Introduction

Tropical rice growing countries including India need to step up their rice production because of increasing population and decreasing land and water resources. Hybrid rice cultivation offers an opportunity to increase rice yields and thereby ensure a steady supply of rice (Virmani and Kumar 2004). Since the development of the first CMS line in China (Yuan 1977), many hybrids have been released in China, India, Vietnam, Philippines, Indonesia, and Bangladesh. These hybrids have recorded a yield advantage of 15–20% over semi dwarf high-yielding varieties (HVYs) in farmers’ fields (Rangaswamy and Jayamani 1996; Mishra et al. 2003).
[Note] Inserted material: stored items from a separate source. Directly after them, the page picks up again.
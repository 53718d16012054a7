//! In-memory media built for tests.

use std::borrow::Cow;
use std::sync::Arc;

/// Solid color of each fixture frame, by index.
pub const PALETTE: [[u8; 3]; 12] = [
    [255, 0, 0],
    [0, 255, 0],
    [0, 0, 255],
    [255, 255, 0],
    [0, 255, 255],
    [255, 0, 255],
    [128, 0, 0],
    [0, 128, 0],
    [0, 0, 128],
    [128, 128, 0],
    [0, 128, 128],
    [128, 0, 128],
];

/// Animated GIF of `frames` solid-colored frames, `PALETTE[i]` for frame i.
pub fn animated_gif(frames: usize, width: u16, height: u16) -> Arc<[u8]> {
    assert!(frames <= PALETTE.len());
    let mut bytes = Vec::new();
    {
        let mut encoder = gif::Encoder::new(&mut bytes, width, height, &[]).unwrap();
        encoder.set_repeat(gif::Repeat::Infinite).unwrap();
        for color in PALETTE.iter().take(frames) {
            let mut frame = gif::Frame::default();
            frame.width = width;
            frame.height = height;
            frame.palette = Some(vec![color[0], color[1], color[2], 0, 0, 0]);
            frame.buffer = Cow::Owned(vec![0u8; width as usize * height as usize]);
            encoder.write_frame(&frame).unwrap();
        }
    }
    Arc::from(bytes)
}
use std::path::{Path, PathBuf};
use std::time::Duration;

use anyhow::{Context, Result};
use serde::{Deserialize, Serialize};

use crate::page::layout::PageConfig;
use crate::scrub::freeze::DEFAULT_QUIET_PERIOD;
use crate::scrub::progress::DEFAULT_START_FRACTION;
use crate::scrub::ModeConfig;

#[derive(Debug, Clone, PartialEq, Serialize, Deserialize)]
#[serde(default)]
pub struct SettingsConfig {
    pub version: u32,
    /// URL or path of the animated map.
    pub source: Option<String>,
    pub scrub_start_fraction: f32,
    pub freeze_quiet_ms: u64,
    /// Forces reduced motion on or off regardless of the desktop setting.
    pub reduced_motion: Option<bool>,
    /// Allow frame-level decoding. Off forces the still-frame mode.
    pub frame_decoding: bool,
    pub device_pixel_ratio: Option<f64>,
    pub page: PageConfig,
    /// Scroll distance of one mouse wheel notch, in CSS pixels.
    pub wheel_line_px: f32,
}

impl Default for SettingsConfig {
    fn default() -> Self {
        Self {
            version: 1,
            source: None,
            scrub_start_fraction: DEFAULT_START_FRACTION,
            freeze_quiet_ms: DEFAULT_QUIET_PERIOD.as_millis() as u64,
            reduced_motion: None,
            frame_decoding: true,
            device_pixel_ratio: None,
            page: PageConfig::default(),
            wheel_line_px: 40.0,
        }
    }
}

impl SettingsConfig {
    fn default_path() -> Option<PathBuf> {
        dirs::config_dir().map(|dir| dir.join("livemap").join("settings.json"))
    }

    pub fn load() -> Self {
        match Self::default_path() {
            Some(path) => Self::load_from(&path),
            None => Self::default(),
        }
    }

    /// Missing or invalid files yield defaults.
    pub fn load_from(path: &Path) -> Self {
        match std::fs::read_to_string(path) {
            Ok(json) => serde_json::from_str(&json).unwrap_or_else(|e| {
                log::warn!("Ignoring invalid settings file {}: {e}", path.display());
                Self::default()
            }),
            Err(_) => Self::default(),
        }
    }

    pub fn save(&self) {
        let Some(path) = Self::default_path() else {
            return;
        };
        match self.save_to(&path) {
            Ok(()) => log::info!("Settings saved to {}", path.display()),
            Err(e) => log::warn!("Failed to save settings: {e:#}"),
        }
    }

    pub fn save_to(&self, path: &Path) -> Result<()> {
        if let Some(dir) = path.parent() {
            std::fs::create_dir_all(dir)
                .with_context(|| format!("creating {}", dir.display()))?;
        }
        let json = serde_json::to_string_pretty(self)?;
        std::fs::write(path, json).with_context(|| format!("writing {}", path.display()))?;
        Ok(())
    }

    /// Scrub and freeze tuning, with out-of-range values replaced by defaults.
    pub fn mode_config(&self) -> ModeConfig {
        let start_fraction = if self.scrub_start_fraction.is_finite() && self.scrub_start_fraction > 0.0 {
            self.scrub_start_fraction
        } else {
            DEFAULT_START_FRACTION
        };
        ModeConfig {
            start_fraction,
            quiet_period: Duration::from_millis(self.freeze_quiet_ms),
        }
    }
}

/// Command-line overrides.
#[derive(Debug, Clone, Default, PartialEq, Eq)]
pub struct LaunchOptions {
    pub source: Option<String>,
    pub reduced_motion: bool,
    pub no_scrub: bool,
    pub save_settings: bool,
}

impl LaunchOptions {
    /// Parse arguments, excluding the program name.
    pub fn from_args<I>(args: I) -> Self
    where
        I: IntoIterator<Item = String>,
    {
        let mut options = Self::default();
        for arg in args {
            match arg.as_str() {
                "--reduced-motion" => options.reduced_motion = true,
                "--no-scrub" => options.no_scrub = true,
                "--save-settings" => options.save_settings = true,
                flag if flag.starts_with("--") => log::warn!("Unknown option {flag}"),
                _ => options.source = Some(arg),
            }
        }
        options
    }

    pub fn apply(&self, settings: &mut SettingsConfig) {
        if let Some(source) = &self.source {
            settings.source = Some(source.clone());
        }
        if self.reduced_motion {
            settings.reduced_motion = Some(true);
        }
        if self.no_scrub {
            settings.frame_decoding = false;
        }
    }
}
The success of hybrid rice technology beside other factors, depends on the production and timely supply of genetically homogenous seeds to farmers. This ensures that the gains of heterosis can be harnessed through enhanced yields by growing a genetically pure hybrid crop. It has been estimated that 1% impurity in the hybrid seed brings down the potential yield of hybrid by about 100 kg ha−1 (Mao et al. 1996). In a country like India, where contract farming is practiced at many places for hybrid seed production, with the active participation of private sector (Mishra et al. 2003), monitoring genetic purity at each stage of seed production becomes necessary.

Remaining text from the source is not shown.